[What is expected] Two lines below mark the span: the one containing "repository e5d6692fda1fbd4a" and the one containing "u32, start: u32)". Set down both, plus every line between, exactly as they stand, and nothing else.

-------- Task material --------

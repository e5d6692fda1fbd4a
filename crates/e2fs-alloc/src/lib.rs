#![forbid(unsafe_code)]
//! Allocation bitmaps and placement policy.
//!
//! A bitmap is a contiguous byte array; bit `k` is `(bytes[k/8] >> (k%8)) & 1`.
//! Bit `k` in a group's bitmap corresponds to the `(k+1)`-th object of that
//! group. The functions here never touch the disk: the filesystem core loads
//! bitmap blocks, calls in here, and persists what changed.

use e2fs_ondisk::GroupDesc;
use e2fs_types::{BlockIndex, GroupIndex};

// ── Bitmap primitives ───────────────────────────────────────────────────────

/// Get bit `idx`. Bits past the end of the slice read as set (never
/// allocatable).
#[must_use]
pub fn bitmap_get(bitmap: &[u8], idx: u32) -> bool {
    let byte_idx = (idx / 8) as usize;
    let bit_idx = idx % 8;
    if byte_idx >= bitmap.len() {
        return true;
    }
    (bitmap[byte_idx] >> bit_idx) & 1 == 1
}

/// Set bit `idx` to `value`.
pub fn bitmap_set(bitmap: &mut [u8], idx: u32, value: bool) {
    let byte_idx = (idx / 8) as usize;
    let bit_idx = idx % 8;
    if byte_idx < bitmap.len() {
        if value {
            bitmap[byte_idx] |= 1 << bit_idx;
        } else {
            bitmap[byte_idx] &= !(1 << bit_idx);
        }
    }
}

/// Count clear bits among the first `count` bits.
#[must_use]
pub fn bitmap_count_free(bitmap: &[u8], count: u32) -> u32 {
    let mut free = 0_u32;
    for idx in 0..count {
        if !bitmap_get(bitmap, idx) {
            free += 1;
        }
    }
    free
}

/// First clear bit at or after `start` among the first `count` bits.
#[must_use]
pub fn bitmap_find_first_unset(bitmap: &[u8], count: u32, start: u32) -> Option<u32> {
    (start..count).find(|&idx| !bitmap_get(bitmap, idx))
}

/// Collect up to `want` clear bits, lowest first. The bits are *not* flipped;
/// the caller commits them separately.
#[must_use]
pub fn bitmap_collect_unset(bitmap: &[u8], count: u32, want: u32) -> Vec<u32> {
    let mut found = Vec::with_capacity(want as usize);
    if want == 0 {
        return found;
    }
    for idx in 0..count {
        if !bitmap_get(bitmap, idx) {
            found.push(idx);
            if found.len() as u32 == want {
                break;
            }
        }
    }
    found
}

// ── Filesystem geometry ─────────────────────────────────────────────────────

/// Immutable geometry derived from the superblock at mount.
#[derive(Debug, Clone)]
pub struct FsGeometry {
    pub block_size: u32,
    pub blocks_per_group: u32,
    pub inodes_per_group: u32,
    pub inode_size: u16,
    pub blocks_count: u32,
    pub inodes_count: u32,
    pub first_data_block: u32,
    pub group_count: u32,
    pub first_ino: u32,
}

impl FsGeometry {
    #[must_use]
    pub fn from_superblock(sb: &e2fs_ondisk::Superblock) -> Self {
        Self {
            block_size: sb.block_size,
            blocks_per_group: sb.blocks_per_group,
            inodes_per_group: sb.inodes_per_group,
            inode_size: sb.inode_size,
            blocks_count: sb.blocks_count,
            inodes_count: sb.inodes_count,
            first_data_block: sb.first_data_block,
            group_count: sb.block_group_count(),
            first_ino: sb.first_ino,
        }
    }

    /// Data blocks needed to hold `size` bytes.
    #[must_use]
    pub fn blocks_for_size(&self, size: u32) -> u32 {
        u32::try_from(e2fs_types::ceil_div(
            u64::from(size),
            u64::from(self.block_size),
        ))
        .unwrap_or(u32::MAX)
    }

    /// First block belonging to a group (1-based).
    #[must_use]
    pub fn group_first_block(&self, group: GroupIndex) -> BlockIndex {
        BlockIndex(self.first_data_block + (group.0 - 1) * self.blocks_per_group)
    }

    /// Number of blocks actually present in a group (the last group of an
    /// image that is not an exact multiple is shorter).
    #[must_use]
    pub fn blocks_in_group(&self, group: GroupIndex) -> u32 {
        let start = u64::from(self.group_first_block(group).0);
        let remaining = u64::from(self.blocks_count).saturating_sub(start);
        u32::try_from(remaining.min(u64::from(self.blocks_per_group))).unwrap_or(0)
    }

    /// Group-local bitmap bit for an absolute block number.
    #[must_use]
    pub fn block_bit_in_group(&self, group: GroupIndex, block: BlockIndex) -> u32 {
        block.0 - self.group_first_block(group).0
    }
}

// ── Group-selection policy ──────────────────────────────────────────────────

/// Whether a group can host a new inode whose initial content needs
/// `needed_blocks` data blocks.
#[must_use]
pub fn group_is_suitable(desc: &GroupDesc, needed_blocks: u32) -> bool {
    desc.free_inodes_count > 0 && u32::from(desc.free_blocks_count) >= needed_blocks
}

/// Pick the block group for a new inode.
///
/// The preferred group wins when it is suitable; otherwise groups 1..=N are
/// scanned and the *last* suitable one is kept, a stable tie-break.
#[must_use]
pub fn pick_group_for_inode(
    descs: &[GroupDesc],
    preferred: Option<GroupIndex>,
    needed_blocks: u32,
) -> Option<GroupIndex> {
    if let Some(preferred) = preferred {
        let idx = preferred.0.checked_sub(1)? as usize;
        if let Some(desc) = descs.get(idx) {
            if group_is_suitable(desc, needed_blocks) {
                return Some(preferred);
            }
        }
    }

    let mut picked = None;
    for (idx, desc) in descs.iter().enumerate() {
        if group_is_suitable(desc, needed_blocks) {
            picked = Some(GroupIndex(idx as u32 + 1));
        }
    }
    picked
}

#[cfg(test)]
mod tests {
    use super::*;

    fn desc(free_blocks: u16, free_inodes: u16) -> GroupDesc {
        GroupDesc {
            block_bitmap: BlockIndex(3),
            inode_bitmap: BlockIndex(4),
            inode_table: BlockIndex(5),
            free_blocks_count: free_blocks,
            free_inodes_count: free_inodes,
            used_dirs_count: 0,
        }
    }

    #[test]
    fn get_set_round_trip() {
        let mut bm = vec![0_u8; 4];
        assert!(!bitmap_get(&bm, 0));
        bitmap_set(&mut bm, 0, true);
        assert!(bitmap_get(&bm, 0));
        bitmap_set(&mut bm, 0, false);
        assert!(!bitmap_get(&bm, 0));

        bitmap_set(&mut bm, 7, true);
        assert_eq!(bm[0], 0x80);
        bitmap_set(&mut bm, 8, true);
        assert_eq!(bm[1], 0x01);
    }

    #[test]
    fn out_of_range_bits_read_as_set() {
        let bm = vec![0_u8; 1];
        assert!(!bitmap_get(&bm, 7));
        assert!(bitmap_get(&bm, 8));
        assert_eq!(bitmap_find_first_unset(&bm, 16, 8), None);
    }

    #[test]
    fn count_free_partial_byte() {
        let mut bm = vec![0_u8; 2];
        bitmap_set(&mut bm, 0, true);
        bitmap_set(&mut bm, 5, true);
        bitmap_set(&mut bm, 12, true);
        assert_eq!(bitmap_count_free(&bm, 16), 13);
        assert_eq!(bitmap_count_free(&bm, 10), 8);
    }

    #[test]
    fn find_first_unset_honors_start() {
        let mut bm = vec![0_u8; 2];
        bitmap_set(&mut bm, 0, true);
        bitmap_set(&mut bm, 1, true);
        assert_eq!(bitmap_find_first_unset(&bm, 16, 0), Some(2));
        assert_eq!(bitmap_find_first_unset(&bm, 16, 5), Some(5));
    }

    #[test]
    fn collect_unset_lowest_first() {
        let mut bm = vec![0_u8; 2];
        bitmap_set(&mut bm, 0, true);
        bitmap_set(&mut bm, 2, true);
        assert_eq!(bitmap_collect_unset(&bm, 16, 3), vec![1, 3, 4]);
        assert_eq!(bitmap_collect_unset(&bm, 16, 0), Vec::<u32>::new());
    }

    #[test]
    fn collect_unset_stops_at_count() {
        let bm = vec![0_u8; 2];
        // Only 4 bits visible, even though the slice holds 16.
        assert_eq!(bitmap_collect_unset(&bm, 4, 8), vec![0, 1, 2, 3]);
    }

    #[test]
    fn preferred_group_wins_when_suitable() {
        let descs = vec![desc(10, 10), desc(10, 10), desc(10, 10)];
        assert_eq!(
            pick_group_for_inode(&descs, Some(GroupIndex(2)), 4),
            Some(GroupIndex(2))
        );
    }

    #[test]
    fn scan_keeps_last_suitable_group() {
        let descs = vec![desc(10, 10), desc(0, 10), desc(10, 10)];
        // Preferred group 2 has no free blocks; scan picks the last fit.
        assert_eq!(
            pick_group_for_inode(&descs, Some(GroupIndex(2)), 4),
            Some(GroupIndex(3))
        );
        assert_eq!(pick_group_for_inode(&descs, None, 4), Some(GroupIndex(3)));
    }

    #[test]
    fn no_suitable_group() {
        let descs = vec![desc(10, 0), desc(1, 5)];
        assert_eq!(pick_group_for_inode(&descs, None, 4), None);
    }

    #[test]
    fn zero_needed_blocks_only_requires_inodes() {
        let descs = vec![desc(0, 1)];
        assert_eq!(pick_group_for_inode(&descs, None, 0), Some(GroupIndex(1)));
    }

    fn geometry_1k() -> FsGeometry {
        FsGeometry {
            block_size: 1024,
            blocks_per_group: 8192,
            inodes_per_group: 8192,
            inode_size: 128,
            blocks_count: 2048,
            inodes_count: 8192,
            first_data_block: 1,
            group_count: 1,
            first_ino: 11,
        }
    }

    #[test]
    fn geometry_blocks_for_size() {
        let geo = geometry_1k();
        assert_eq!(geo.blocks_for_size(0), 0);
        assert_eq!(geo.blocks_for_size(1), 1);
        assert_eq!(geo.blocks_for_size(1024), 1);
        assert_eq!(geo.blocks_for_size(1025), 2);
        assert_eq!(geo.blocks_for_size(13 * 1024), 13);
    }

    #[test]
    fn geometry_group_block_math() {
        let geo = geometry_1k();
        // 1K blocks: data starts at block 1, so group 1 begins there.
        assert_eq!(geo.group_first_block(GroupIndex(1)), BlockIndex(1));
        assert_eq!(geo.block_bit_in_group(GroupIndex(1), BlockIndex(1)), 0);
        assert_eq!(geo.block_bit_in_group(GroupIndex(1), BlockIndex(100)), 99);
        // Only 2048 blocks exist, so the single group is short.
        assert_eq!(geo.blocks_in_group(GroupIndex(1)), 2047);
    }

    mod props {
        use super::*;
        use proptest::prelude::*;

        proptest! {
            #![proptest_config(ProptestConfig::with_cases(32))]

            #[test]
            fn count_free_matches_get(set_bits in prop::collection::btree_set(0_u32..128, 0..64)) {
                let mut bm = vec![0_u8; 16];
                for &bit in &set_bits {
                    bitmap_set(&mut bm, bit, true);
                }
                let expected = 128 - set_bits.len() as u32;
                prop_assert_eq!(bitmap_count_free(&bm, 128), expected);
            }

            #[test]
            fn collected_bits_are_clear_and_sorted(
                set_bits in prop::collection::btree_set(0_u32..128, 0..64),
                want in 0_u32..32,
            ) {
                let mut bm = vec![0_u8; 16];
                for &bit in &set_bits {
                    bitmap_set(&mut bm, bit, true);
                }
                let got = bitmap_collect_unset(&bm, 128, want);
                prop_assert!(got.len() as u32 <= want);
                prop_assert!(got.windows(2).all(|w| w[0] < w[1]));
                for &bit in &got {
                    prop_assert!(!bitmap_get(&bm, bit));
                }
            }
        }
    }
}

--------
-------- Task material --------

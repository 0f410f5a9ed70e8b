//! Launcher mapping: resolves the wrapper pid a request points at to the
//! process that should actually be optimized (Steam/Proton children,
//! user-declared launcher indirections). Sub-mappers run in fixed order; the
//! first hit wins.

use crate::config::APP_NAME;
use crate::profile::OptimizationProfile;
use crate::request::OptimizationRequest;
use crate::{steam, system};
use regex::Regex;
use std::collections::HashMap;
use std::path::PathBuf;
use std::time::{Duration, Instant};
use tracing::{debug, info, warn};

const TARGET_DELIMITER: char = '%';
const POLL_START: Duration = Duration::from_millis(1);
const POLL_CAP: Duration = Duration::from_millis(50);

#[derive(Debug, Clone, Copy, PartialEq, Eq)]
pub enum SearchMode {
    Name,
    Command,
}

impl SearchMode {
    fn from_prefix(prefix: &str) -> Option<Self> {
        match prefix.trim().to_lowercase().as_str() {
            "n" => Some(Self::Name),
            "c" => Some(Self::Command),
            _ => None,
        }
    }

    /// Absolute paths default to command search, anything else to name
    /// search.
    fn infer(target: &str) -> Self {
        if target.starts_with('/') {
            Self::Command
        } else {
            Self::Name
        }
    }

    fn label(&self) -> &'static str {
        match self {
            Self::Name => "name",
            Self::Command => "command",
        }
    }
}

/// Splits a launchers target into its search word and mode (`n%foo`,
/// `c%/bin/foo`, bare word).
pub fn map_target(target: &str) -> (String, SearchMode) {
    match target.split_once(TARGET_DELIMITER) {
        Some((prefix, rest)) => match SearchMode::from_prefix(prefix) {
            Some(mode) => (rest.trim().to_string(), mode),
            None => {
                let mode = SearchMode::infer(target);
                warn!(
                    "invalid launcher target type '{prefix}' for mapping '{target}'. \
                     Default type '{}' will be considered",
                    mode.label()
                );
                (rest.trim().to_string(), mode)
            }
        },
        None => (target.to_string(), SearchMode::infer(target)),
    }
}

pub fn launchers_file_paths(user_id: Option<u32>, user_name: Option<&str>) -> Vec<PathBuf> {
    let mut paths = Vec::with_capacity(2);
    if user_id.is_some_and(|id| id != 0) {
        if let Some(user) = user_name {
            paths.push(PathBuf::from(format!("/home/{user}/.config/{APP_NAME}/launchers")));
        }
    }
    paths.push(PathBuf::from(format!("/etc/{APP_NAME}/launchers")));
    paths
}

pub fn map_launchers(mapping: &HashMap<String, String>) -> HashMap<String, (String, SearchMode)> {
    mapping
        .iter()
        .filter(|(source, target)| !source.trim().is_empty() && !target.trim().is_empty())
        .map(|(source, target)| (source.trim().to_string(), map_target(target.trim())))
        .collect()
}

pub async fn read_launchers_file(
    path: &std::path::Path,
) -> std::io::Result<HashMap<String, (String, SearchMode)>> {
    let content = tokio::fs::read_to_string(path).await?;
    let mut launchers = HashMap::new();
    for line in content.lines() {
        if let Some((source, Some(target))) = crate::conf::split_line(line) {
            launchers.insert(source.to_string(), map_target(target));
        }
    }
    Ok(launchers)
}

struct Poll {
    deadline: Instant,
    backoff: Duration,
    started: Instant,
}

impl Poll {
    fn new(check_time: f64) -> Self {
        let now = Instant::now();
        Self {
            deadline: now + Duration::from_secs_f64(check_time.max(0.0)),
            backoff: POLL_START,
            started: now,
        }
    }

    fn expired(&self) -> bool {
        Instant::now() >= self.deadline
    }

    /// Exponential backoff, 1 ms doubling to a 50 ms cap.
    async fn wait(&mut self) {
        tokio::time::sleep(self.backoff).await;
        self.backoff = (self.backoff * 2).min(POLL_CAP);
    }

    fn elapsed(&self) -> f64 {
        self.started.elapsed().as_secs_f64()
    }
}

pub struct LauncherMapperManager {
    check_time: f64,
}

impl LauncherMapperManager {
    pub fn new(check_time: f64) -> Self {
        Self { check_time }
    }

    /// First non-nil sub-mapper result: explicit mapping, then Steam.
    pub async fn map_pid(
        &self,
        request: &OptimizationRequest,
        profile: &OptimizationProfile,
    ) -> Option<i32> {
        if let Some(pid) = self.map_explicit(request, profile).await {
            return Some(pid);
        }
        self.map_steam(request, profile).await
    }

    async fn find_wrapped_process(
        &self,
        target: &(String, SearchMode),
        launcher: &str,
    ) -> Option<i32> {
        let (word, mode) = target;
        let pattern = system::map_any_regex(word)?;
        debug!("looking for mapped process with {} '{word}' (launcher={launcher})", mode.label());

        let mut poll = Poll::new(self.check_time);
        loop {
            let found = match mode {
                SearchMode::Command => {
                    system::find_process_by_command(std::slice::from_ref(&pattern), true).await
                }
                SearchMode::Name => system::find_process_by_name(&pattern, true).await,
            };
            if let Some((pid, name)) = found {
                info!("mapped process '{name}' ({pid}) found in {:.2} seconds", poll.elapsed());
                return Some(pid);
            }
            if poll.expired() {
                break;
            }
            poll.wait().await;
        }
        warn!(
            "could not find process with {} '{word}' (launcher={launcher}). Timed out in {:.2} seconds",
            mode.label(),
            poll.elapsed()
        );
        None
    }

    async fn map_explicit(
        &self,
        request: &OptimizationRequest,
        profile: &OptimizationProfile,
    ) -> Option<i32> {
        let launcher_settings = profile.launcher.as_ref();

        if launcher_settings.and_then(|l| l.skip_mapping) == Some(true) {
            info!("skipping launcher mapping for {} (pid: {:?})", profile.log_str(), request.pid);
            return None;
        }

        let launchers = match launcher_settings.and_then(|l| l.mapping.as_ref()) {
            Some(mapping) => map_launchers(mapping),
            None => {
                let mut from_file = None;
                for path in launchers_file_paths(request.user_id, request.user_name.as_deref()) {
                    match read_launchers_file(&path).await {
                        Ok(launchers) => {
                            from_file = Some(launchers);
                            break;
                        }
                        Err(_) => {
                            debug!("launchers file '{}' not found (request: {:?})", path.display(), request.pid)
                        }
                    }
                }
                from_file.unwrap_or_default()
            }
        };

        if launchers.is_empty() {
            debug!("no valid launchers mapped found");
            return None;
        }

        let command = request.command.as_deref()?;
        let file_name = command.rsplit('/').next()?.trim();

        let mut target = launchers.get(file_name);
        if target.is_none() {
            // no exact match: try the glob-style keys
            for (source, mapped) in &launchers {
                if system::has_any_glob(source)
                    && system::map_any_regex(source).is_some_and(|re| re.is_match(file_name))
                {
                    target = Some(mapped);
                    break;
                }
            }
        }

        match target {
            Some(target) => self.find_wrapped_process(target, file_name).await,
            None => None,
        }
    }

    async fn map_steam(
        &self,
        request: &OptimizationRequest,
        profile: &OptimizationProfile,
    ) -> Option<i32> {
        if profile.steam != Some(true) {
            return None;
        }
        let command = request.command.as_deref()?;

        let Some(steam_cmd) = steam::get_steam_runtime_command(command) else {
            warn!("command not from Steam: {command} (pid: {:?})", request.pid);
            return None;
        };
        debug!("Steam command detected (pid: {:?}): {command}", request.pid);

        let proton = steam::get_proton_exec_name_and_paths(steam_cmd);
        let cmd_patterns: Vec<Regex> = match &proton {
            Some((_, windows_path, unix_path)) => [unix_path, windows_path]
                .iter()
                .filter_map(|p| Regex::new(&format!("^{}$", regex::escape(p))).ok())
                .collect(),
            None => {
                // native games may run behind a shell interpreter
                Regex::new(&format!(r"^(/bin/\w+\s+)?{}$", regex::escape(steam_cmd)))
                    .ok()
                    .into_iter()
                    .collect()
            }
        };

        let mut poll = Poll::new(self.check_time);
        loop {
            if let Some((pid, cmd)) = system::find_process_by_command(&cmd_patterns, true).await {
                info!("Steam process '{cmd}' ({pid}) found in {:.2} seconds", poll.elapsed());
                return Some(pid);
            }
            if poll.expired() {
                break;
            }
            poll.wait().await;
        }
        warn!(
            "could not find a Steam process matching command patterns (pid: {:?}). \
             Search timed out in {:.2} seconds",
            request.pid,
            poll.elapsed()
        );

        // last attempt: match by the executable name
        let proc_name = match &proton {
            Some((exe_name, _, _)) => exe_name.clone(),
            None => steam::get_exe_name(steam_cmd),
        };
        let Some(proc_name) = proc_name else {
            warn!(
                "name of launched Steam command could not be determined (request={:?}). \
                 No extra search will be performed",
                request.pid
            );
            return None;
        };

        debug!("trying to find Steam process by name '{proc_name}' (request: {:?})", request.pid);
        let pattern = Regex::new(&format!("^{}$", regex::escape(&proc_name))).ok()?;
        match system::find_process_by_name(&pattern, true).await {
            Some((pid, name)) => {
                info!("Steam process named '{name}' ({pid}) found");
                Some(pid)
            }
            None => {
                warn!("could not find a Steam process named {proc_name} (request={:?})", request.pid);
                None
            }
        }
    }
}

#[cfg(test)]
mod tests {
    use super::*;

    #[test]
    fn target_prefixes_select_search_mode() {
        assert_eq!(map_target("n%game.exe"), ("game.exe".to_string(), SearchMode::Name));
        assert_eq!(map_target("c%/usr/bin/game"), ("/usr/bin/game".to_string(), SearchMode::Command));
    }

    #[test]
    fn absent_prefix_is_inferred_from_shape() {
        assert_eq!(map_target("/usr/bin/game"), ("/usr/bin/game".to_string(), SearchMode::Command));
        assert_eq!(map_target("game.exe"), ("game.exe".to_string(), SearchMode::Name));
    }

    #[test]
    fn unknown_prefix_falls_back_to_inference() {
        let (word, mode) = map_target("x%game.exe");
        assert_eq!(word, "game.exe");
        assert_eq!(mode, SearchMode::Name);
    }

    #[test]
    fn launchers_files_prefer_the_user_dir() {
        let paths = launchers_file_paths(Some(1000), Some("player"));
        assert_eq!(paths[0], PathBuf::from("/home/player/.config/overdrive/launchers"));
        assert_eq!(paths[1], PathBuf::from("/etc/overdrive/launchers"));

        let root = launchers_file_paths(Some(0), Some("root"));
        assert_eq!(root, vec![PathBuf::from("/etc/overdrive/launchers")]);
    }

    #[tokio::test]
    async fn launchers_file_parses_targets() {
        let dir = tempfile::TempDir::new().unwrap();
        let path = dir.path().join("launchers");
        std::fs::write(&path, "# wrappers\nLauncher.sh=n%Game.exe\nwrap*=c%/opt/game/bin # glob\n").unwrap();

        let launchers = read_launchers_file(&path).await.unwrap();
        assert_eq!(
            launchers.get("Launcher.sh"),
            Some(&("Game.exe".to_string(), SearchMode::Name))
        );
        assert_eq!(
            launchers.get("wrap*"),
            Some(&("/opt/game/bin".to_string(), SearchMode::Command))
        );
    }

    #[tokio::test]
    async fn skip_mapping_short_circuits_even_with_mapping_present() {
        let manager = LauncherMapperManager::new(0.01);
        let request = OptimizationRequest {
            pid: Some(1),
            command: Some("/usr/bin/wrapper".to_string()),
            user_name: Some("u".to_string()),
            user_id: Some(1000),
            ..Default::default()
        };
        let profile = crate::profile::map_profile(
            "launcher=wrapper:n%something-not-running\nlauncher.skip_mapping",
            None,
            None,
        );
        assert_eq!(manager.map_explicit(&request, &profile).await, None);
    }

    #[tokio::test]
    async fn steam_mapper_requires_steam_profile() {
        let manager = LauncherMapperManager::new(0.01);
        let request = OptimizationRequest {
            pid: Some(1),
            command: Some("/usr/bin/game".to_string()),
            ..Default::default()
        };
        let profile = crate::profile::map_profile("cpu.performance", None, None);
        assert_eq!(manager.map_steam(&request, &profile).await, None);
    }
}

--------

[Answer box]
repository e5d6692fda1fbd4a
filename crates/e2fs-alloc/src/lib.rs
#![forbid(unsafe_code)]
//! Allocation bitmaps and placement policy.
//!
//! A bitmap is a contiguous byte array; bit `k` is `(bytes[k/8] >> (k%8)) & 1`.
//! Bit `k` in a group's bitmap corresponds to the `(k+1)`-th object of that
//! group. The functions here never touch the disk: the filesystem core loads
//! bitmap blocks, calls in here, and persists what changed.

use e2fs_ondisk::GroupDesc;
use e2fs_types::{BlockIndex, GroupIndex};

// ── Bitmap primitives ───────────────────────────────────────────────────────

/// Get bit `idx`. Bits past the end of the slice read as set (never
/// allocatable).
#[must_use]
pub fn bitmap_get(bitmap: &[u8], idx: u32) -> bool {
    let byte_idx = (idx / 8) as usize;
    let bit_idx = idx % 8;
    if byte_idx >= bitmap.len() {
        return true;
    }
    (bitmap[byte_idx] >> bit_idx) & 1 == 1
}

/// Set bit `idx` to `value`.
pub fn bitmap_set(bitmap: &mut [u8], idx: u32, value: bool) {
    let byte_idx = (idx / 8) as usize;
    let bit_idx = idx % 8;
    if byte_idx < bitmap.len() {
        if value {
            bitmap[byte_idx] |= 1 << bit_idx;
        } else {
            bitmap[byte_idx] &= !(1 << bit_idx);
        }
    }
}

/// Count clear bits among the first `count` bits.
#[must_use]
pub fn bitmap_count_free(bitmap: &[u8], count: u32) -> u32 {
    let mut free = 0_u32;
    for idx in 0..count {
        if !bitmap_get(bitmap, idx) {
            free += 1;
        }
    }
    free
}

/// First clear bit at or after `start` among the first `count` bits.
#[must_use]
pub fn bitmap_find_first_unset(bitmap: &[u8], count: u32, start: u32) -> Option<u32> {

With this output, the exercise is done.